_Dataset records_
'''
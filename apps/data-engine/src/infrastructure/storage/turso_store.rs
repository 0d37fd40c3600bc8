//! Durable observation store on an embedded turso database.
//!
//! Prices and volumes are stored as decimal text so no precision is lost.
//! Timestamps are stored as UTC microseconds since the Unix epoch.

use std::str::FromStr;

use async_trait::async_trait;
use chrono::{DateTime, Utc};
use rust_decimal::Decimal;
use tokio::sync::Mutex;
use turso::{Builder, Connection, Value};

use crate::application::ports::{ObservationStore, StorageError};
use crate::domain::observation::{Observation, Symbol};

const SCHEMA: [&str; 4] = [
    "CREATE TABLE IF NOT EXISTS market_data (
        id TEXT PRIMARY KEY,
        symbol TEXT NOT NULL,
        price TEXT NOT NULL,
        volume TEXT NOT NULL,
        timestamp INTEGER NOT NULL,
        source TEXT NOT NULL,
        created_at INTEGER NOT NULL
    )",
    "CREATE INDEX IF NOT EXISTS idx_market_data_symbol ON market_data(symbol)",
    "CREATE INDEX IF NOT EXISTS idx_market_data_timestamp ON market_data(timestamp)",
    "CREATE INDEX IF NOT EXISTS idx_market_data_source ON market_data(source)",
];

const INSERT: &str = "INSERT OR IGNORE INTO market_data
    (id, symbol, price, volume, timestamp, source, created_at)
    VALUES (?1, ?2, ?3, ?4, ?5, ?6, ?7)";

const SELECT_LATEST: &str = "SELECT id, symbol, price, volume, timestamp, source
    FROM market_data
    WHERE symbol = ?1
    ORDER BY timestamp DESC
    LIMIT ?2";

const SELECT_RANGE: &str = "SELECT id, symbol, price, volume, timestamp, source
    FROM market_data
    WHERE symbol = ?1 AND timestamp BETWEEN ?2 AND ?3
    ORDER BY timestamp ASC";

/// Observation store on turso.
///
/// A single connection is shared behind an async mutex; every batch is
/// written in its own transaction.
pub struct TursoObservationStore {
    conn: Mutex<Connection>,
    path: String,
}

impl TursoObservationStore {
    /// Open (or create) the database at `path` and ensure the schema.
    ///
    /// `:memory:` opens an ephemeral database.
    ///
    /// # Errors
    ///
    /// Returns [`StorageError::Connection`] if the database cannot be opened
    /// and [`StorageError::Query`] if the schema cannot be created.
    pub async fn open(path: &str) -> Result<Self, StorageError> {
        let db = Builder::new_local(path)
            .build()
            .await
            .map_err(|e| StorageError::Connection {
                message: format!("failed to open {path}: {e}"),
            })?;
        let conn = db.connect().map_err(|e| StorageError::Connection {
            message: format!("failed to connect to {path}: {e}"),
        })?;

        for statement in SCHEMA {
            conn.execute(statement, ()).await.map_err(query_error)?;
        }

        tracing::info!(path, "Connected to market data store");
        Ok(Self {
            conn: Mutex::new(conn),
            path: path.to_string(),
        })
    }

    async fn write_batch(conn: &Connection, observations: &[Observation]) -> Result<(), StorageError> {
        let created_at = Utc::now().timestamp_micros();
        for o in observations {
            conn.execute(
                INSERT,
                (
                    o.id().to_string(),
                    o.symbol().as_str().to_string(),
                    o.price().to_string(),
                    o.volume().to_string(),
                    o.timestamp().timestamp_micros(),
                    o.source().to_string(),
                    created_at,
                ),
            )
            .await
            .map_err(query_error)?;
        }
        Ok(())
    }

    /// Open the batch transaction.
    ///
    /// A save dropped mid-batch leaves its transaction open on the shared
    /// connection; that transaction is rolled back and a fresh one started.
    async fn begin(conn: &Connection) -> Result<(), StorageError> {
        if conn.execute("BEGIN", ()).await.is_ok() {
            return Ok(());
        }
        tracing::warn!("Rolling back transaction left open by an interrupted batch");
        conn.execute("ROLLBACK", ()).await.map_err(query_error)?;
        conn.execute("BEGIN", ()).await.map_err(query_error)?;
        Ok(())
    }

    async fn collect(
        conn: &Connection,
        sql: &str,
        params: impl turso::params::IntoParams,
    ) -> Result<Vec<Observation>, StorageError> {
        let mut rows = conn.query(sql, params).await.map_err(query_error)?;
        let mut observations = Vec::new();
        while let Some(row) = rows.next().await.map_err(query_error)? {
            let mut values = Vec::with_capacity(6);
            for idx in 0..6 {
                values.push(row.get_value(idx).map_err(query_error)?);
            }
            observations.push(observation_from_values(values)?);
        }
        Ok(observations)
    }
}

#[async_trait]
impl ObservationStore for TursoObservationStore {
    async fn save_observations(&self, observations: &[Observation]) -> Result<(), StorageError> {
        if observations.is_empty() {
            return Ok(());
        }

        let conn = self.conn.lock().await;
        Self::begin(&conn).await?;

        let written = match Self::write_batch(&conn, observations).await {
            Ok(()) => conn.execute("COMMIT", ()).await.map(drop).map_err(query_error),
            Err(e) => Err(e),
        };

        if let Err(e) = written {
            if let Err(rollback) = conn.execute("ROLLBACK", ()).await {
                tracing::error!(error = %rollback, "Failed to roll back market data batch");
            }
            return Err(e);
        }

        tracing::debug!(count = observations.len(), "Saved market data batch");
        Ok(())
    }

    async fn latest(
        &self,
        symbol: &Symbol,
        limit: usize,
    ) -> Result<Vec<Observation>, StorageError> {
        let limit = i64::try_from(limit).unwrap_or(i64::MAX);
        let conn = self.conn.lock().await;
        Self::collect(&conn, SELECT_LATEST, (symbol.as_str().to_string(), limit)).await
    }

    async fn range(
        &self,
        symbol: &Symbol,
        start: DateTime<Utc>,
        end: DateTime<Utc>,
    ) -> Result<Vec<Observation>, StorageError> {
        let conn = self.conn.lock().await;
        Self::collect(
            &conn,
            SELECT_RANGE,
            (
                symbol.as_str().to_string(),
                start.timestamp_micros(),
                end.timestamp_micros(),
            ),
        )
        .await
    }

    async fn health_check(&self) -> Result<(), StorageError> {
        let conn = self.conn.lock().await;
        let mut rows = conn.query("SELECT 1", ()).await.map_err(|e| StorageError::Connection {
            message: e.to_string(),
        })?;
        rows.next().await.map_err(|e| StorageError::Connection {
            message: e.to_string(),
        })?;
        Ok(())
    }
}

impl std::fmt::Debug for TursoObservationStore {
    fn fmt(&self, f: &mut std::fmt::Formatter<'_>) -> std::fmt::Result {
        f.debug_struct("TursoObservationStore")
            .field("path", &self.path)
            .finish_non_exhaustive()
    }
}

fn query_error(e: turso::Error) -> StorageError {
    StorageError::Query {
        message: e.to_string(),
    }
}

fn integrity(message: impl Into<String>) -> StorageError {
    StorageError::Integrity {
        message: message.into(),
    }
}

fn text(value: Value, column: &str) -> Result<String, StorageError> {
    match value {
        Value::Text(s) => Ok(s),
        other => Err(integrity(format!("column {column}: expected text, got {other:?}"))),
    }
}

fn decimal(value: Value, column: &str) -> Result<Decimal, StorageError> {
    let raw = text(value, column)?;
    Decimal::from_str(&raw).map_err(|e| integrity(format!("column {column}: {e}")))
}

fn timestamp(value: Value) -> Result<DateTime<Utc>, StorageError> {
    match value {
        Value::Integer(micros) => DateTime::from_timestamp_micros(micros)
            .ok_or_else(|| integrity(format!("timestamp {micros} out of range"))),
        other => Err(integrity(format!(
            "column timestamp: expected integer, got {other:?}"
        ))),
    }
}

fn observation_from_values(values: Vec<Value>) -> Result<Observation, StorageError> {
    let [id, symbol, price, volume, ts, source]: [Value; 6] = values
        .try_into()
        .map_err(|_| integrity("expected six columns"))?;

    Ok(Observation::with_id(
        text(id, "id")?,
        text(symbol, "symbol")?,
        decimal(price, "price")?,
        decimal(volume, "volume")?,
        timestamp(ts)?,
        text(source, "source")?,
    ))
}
'''
Copy every line where the word "source" is present in the entries above.

        source TEXT NOT NULL,
    "CREATE INDEX IF NOT EXISTS idx_market_data_source ON market_data(source)",
    (id, symbol, price, volume, timestamp, source, created_at)
const SELECT_LATEST: &str = "SELECT id, symbol, price, volume, timestamp, source
const SELECT_RANGE: &str = "SELECT id, symbol, price, volume, timestamp, source
                    o.source().to_string(),
    let [id, symbol, price, volume, ts, source]: [Value; 6] = values
        text(source, "source")?,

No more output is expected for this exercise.